Command and Colours is the obvious reference point and I think these have the edge. Comparison points would be:
- Squares are better than hexes, primarily because one can go straight forwards towards the enemy.
- I prefer having multiple - OK, two - units in a space and for facings to be important.
- The points above mean that the Roman three line system (which in the manner of the three musketeers seems to have contained four separate elements) can be more effectively modelled.
- The command and control system means that one could hypothetically order all one's units in a turn, but is very unlikely so to do. I found this less annoying than getting stuck with the wrong cards at C&C. It also made me more prepared to gamble that my opponent wouldn't be able to do what he wanted.

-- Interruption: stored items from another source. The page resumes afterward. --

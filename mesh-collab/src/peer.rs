//! One direct edge to a remote participant.
//!
//! ```text
//!            signal(offer/answer)          Connect
//! Connecting ─────────────────────► ... ─────────► Connected ──Close/Error──► Closed
//!      │                                                ▲
//!      └──────────────── Close / Error / destroy ───────┴───────────────────► Closed
//! ```
//! Each link owns a pump task that drains its transport's events in order
//! and hands them to the owning [`PeerHost`]. The pump holds the host
//! weakly, so a dropped session simply ends it.

use std::sync::atomic::{AtomicBool, Ordering};
use std::sync::{Arc, Weak};

use parking_lot::Mutex;
use serde_json::Value;
use tokio::sync::mpsc;
use tokio::task::JoinHandle;

use crate::protocol::Message;
use crate::signaling::SignalingLink;
use crate::transport::{Transport, TransportEvent};

#[derive(Debug, Clone, Copy, PartialEq, Eq)]
pub enum PeerState {
    Connecting,
    Connected,
    Closed,
}

/// What a link needs from the session that owns it.
pub trait PeerHost: Send + Sync {
    /// Messages to send as soon as the edge connects.
    fn greeting(&self) -> Vec<Message>;

    /// Handle one inbound message; the returned reply goes back on `link`.
    fn handle_message(&self, link: &Arc<PeerLink>, message: Message) -> Option<Message>;

    /// Relay a negotiation signal to the remote side.
    fn forward_signal(&self, link: &Arc<PeerLink>, signal: Value);

    fn link_closed(&self, link: &Arc<PeerLink>);

    /// The transport failed. The link is already closed and its pump stopped.
    fn link_error(&self, link: &Arc<PeerLink>, error: &str);
}

pub struct PeerLink {
    remote_peer_id: String,
    initiator: bool,
    transport: Arc<dyn Transport>,
    /// The signaling link this edge was negotiated through.
    signaling: Weak<SignalingLink>,
    state: Mutex<PeerState>,
    synced: AtomicBool,
}

impl PeerLink {
    pub fn new(
        remote_peer_id: impl Into<String>,
        initiator: bool,
        transport: Arc<dyn Transport>,
        signaling: Weak<SignalingLink>,
    ) -> Arc<Self> {
        Arc::new(Self {
            remote_peer_id: remote_peer_id.into(),
            initiator,
            transport,
            signaling,
            state: Mutex::new(PeerState::Connecting),
            synced: AtomicBool::new(false),
        })
    }

    pub fn remote_peer_id(&self) -> &str {
        &self.remote_peer_id
    }

    pub fn is_initiator(&self) -> bool {
        self.initiator
    }

    pub fn state(&self) -> PeerState {
        *self.state.lock()
    }

    pub fn is_connected(&self) -> bool {
        self.state() == PeerState::Connected
    }

    pub fn is_closed(&self) -> bool {
        self.state() == PeerState::Closed
    }

    pub fn is_synced(&self) -> bool {
        self.synced.load(Ordering::Acquire)
    }

    pub fn mark_synced(&self) {
        self.synced.store(true, Ordering::Release);
    }

    pub fn signaling(&self) -> Option<Arc<SignalingLink>> {
        self.signaling.upgrade()
    }

    /// Feed a remote negotiation signal into the transport.
    pub fn signal(&self, signal: Value) {
        if let Err(e) = self.transport.signal(signal) {
            log::warn!("Signal for peer {} rejected: {e}", self.remote_peer_id);
        }
    }

    /// Send one message. Failures are logged; a broken edge reports
    /// itself through its close event.
    pub fn send(&self, message: &Message) -> bool {
        self.send_bytes(&message.encode())
    }

    /// Send an already encoded message.
    pub fn send_bytes(&self, bytes: &[u8]) -> bool {
        match self.transport.send(bytes) {
            Ok(()) => true,
            Err(e) => {
                log::debug!("Send to peer {} failed: {e}", self.remote_peer_id);
                false
            }
        }
    }

    pub fn destroy(&self) {
        self.transport.destroy();
    }

    /// Start draining transport events into `host`.
    pub fn spawn_pump(
        self: &Arc<Self>,
        mut events: mpsc::UnboundedReceiver<TransportEvent>,
        host: Weak<dyn PeerHost>,
    ) -> JoinHandle<()> {
        let link = self.clone();
        tokio::spawn(async move {
            while let Some(event) = events.recv().await {
                let Some(host) = host.upgrade() else { break };
                if !link.handle_event(&*host, event) {
                    break;
                }
            }
            *link.state.lock() = PeerState::Closed;
        })
    }

    /// Returns `false` once the edge is finished.
    fn handle_event(self: &Arc<Self>, host: &dyn PeerHost, event: TransportEvent) -> bool {
        match event {
            TransportEvent::Signal(signal) => host.forward_signal(self, signal),
            TransportEvent::Connect => {
                *self.state.lock() = PeerState::Connected;
                log::info!("Connected to peer {}", self.remote_peer_id);
                for message in host.greeting() {
                    self.send(&message);
                }
            }
            TransportEvent::Data(bytes) => match Message::decode(&bytes) {
                Ok(message) => {
                    if let Some(reply) = host.handle_message(self, message) {
                        self.send(&reply);
                    }
                }
                Err(e) => log::warn!("Dropping malformed message from peer {}: {e}", self.remote_peer_id),
            },
            TransportEvent::Close => {
                *self.state.lock() = PeerState::Closed;
                log::info!("Disconnected from peer {}", self.remote_peer_id);
                self.transport.destroy();
                host.link_closed(self);
                return false;
            }
            TransportEvent::Error(error) => {
                *self.state.lock() = PeerState::Closed;
                log::warn!("Transport error with peer {}: {error}", self.remote_peer_id);
                self.transport.destroy();
                host.link_error(self, &error);
                return false;
            }
        }
        true
    }
}

impl std::fmt::Debug for PeerLink {
    fn fmt(&self, f: &mut std::fmt::Formatter<'_>) -> std::fmt::Result {
        f.debug_struct("PeerLink")
            .field("remote_peer_id", &self.remote_peer_id)
            .field("initiator", &self.initiator)
            .field("state", &self.state())
            .field("synced", &self.is_synced())
            .finish()
    }
}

- The cumulative difficulty effect on activation works well.
- The rally rules, coupled with the low number of hits that units can take, prompt a cagier style of play involving withdrawing and the re-entering the fray which I found to be to my taste. Of course it makes no difference at all if you are playing the Romans with their surfeit of small units destroyed after one hit.

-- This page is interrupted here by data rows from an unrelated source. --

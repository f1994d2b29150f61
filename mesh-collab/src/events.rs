//! Typed listener lists.
//!
//! Dispatch iterates over a snapshot of the listener set, so a listener
//! added or removed while an event is being delivered only takes effect
//! for the next event.

use std::sync::atomic::{AtomicU64, Ordering};
use std::sync::Arc;

use parking_lot::Mutex;

/// Handle returned by [`EventDispatcher::on`], used to unsubscribe.
#[derive(Debug, Clone, Copy, PartialEq, Eq, Hash)]
pub struct ListenerId(u64);

type Listener<E> = Arc<dyn Fn(&E) + Send + Sync>;

/// A closed set of event variants `E` delivered to registered callbacks.
pub struct EventDispatcher<E> {
    listeners: Mutex<Vec<(ListenerId, Listener<E>)>>,
    next_id: AtomicU64,
}

impl<E> Default for EventDispatcher<E> {
    fn default() -> Self {
        Self {
            listeners: Mutex::new(Vec::new()),
            next_id: AtomicU64::new(0),
        }
    }
}

impl<E> EventDispatcher<E> {
    pub fn new() -> Self {
        Self::default()
    }

    pub fn on<F>(&self, listener: F) -> ListenerId
    where
        F: Fn(&E) + Send + Sync + 'static,
    {
        let id = ListenerId(self.next_id.fetch_add(1, Ordering::Relaxed));
        self.listeners.lock().push((id, Arc::new(listener)));
        id
    }

    /// Returns `false` if the listener was not registered.
    pub fn off(&self, id: ListenerId) -> bool {
        let mut listeners = self.listeners.lock();
        let before = listeners.len();
        listeners.retain(|(lid, _)| *lid != id);
        listeners.len() != before
    }

    pub fn emit(&self, event: &E) {
        let snapshot: Vec<Listener<E>> = self
            .listeners
            .lock()
            .iter()
            .map(|(_, l)| l.clone())
            .collect();
        for listener in snapshot {
            listener(event);
        }
    }

    pub fn listener_count(&self) -> usize {
        self.listeners.lock().len()
    }

    pub fn clear(&self) {
        self.listeners.lock().clear();
    }
}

- Shooting seems so ineffective and has such short range that one hesitates to risk the command failing its activation in order to do it. And yet ancient armies were full of troops who engaged in missile fire.
- Officers are just as expensive to lose as in C&C ancients, are far more likely to be lost than in that game and yet seem to be of much less value while one has them.
- The logic of the demoralisation rule isn't that clear to me.
- The victory banner concept appears to have been lifted wholesale from C&C and has all the faults of that system - too few, too arbitrary etc.